The Lost Boys Author Paul Byrnes Writes About Our Underage Anzacs

The Lost Boys Author Paul Byrnes Writes About Our Underage Anzacs

About the author

Paul Byrnes joined The Sydney Morning Herald in 1976, reporting from various corners of the world for a decade, before specialising as a feature writer and film critic. He was director of the Sydney Film Festival for ten years, until 1998. In 2007, he won the Pascall Prize, Australia’s highest award for critical writing in the arts. This book is the result of a lifelong interest in the First World War. He lives in Australia and France.

Read a review of The Lost Boys here. // Buy a copy of The Lost Boys here.

Words by Paul Byrnes

The idea started in Belgium in the summer of 2017, with a gravestone and a pint of Belgian beer. I had been researching in the battlefields, when I noticed a gravestone that mentioned an under-age soldier. Back at the hotel in Ypres, I sat in the bar and started to look on the internet for more information. That led to a list on the Australian War Memorial website, with short biographies of 150 under-age boys. Their stories were heartbreaking and fascinating. If I could find photographs, I knew this would make a powerful book.

I have been reading about the Great War for most of my adult life. I find it both appalling and compelling. There are many superb histories, personal accounts, scholarly overviews. I didn’t want to write another one. I wanted to tell personal stories that would keep the reader close to the soldiers themselves – literally looking over their shoulders. This is not the way history or biography is usually written, so the book is a hybrid – a personal anti-war book set in the midst of a war. I realised that I could structure the stories on a time line, to take a reader through the whole war, from declaration of hostilities in August 1914, to Egypt and Gallipoli, the tragedy of the Western Front, and finally the aftermath in 1919.

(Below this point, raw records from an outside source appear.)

//! Pulse-width control of two continuous-rotation servos.
//!
//! Commands go to the pigpiod daemon over its TCP socket: 16-byte requests of
//! four little-endian words {cmd, p1, p2, p3}, 16-byte replies whose last word
//! is the signed result. Only the SERVO command (cmd 8, p1 = GPIO, p2 = pulse
//! width in microseconds) is used here.
//!
//! A `stub://` daemon address selects a recording backend so tests and
//! hardware-free runs can assert on the exact (gpio, pulse) sequence.
//!
//! SM-S4303R timing: 1500us = rest, below = clockwise, above =
//! counter-clockwise; 0 cuts the pulse entirely (servo released).

use anyhow::{anyhow, Result};
use std::io::{Read, Write};
use std::net::TcpStream;
use std::sync::Mutex;
use std::time::Duration;

use crate::HardwareError;

pub const SERVO1_GPIO: u32 = 17;
pub const SERVO2_GPIO: u32 = 27;

pub const MIN_PULSE_US: u32 = 500;
pub const MAX_PULSE_US: u32 = 2500;
pub const REST_PULSE_US: u32 = 1500;

/// pigpiod SERVO command word.
const PI_CMD_SERVO: u32 = 8;
const DAEMON_IO_TIMEOUT: Duration = Duration::from_secs(2);

/// One of the two fixed servos.
#[derive(Clone, Copy, Debug, PartialEq, Eq)]
pub enum ServoId {
    Servo1,
    Servo2,
}

impl ServoId {
    /// Parse the wire identifier ("servo1" / "servo2"). Anything else is an
    /// unknown servo and must be rejected by the caller.
    pub fn parse(raw: &str) -> Option<Self> {
        match raw {
            "servo1" => Some(ServoId::Servo1),
            "servo2" => Some(ServoId::Servo2),
            _ => None,
        }
    }

    pub fn gpio(self) -> u32 {
        match self {
            ServoId::Servo1 => SERVO1_GPIO,
            ServoId::Servo2 => SERVO2_GPIO,
        }
    }

    pub fn as_str(self) -> &'static str {
        match self {
            ServoId::Servo1 => "servo1",
            ServoId::Servo2 => "servo2",
        }
    }
}

/// Reject pulse widths outside the servo's mechanical range.
pub fn validate_pulse_width(pulse_us: u32) -> Result<()> {
    if !(MIN_PULSE_US..=MAX_PULSE_US).contains(&pulse_us) {
        return Err(anyhow!(
            "pulse width must be between {} and {} us",
            MIN_PULSE_US,
            MAX_PULSE_US
        ));
    }
    Ok(())
}

#[derive(Clone, Debug)]
pub struct ServoConfig {
    /// pigpiod socket address, or "stub://" for the recording backend.
    pub daemon_addr: String,
}

impl Default for ServoConfig {
    fn default() -> Self {
        Self {
            daemon_addr: "127.0.0.1:8888".to_string(),
        }
    }
}

pub struct ServoController {
    inner: Mutex<ServoBackend>,
}

enum ServoBackend {
    Stub(StubServo),
    Pigpio(PigpioClient),
}

impl ServoController {
    /// Connect to the servo daemon and park both servos with no pulse.
    /// Connection failure is a fatal `HardwareError`: the daemon must not
    /// come up with servo control half-initialized.
    pub fn connect(config: &ServoConfig) -> Result<Self> {
        let backend = if config.daemon_addr.starts_with("stub://") {
            ServoBackend::Stub(StubServo::default())
        } else {
            ServoBackend::Pigpio(PigpioClient::connect(&config.daemon_addr)?)
        };
        let controller = Self {
            inner: Mutex::new(backend),
        };
        controller.write_pulse(SERVO1_GPIO, 0)?;
        controller.write_pulse(SERVO2_GPIO, 0)?;
        log::info!("servo controller connected ({})", config.daemon_addr);
        Ok(controller)
    }

    /// Set a servo's pulse width after validating the range.
    pub fn set_servo(&self, id: ServoId, pulse_us: u32) -> Result<()> {
        validate_pulse_width(pulse_us)?;
        self.write_pulse(id.gpio(), pulse_us)?;
        log::info!("servo {} set to {}us", id.as_str(), pulse_us);
        Ok(())
    }

    /// Park a servo at the rest pulse (continuous-rotation stop).
    pub fn stop_servo(&self, id: ServoId) -> Result<()> {
        self.write_pulse(id.gpio(), REST_PULSE_US)?;
        log::info!("servo {} stopped", id.as_str());
        Ok(())
    }

    /// Cut both pulses and drop the daemon connection. Called once at
    /// process exit; further commands fail.
    pub fn shutdown(&self) -> Result<()> {
        self.write_pulse(SERVO1_GPIO, 0)?;
        self.write_pulse(SERVO2_GPIO, 0)?;
        let mut backend = self.lock();
        if let ServoBackend::Pigpio(client) = &mut *backend {
            client.close();
        }
        log::info!("servo controller shut down");
        Ok(())
    }

    /// Recorded (gpio, pulse) pairs from the stub backend, in issue order.
    /// Empty for the pigpiod backend.
    pub fn commands_for_test_only(&self) -> Vec<(u32, u32)> {
        match &*self.lock() {
            ServoBackend::Stub(stub) => stub.commands.clone(),
            ServoBackend::Pigpio(_) => Vec::new(),
        }
    }

    fn write_pulse(&self, gpio: u32, pulse_us: u32) -> Result<()> {
        match &mut *self.lock() {
            ServoBackend::Stub(stub) => {
                stub.commands.push((gpio, pulse_us));
                Ok(())
            }
            ServoBackend::Pigpio(client) => client.servo_command(gpio, pulse_us),
        }
    }

    fn lock(&self) -> std::sync::MutexGuard<'_, ServoBackend> {
        self.inner.lock().expect("servo lock poisoned")
    }
}

#[derive(Default)]
struct StubServo {
    commands: Vec<(u32, u32)>,
}

struct PigpioClient {
    stream: Option<TcpStream>,
}

impl PigpioClient {
    fn connect(addr: &str) -> Result<Self> {
        let stream = TcpStream::connect(addr).map_err(|err| {
            HardwareError::new(format!(
                "connect to pigpiod at {}: {} (is pigpiod running?)",
                addr, err
            ))
        })?;
        stream
            .set_read_timeout(Some(DAEMON_IO_TIMEOUT))
            .map_err(|err| HardwareError::new(format!("set pigpiod read timeout: {}", err)))?;
        stream
            .set_write_timeout(Some(DAEMON_IO_TIMEOUT))
            .map_err(|err| HardwareError::new(format!("set pigpiod write timeout: {}", err)))?;
        Ok(Self {
            stream: Some(stream),
        })
    }

    fn servo_command(&mut self, gpio: u32, pulse_us: u32) -> Result<()> {
        let stream = self
            .stream
            .as_mut()
            .ok_or_else(|| anyhow!("servo daemon connection closed"))?;

        let mut request = [0u8; 16];
        request[0..4].copy_from_slice(&PI_CMD_SERVO.to_le_bytes());
        request[4..8].copy_from_slice(&gpio.to_le_bytes());
        request[8..12].copy_from_slice(&pulse_us.to_le_bytes());
        stream.write_all(&request)?;

        let mut reply = [0u8; 16];
        stream.read_exact(&mut reply)?;
        let res = i32::from_le_bytes([reply[12], reply[13], reply[14], reply[15]]);
        if res < 0 {
            return Err(anyhow!("pigpiod rejected servo command: error {}", res));
        }
        Ok(())
    }

    fn close(&mut self) {
        self.stream = None;
    }
}

// ----------------------------------------------------------------------------
// Tests
// ----------------------------------------------------------------------------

Boy soldiers were there for every part of it, and their presence raised a lot of ethical and historical questions. Who let them go and why? Did their parents not love them? Why did the newspapers continually write stories encouraging them to enlist? Where was the political leadership? Were boys treated differently to other soldiers? What happened to their families when so many of them didn’t come back?

No-one knows how many went, because the records are deliberately wrong for the under-aged. They almost all lied to get in; they had to keep lying to stay in, although many of their officers knew their real ages. There were certainly several thousand under-age Anzacs.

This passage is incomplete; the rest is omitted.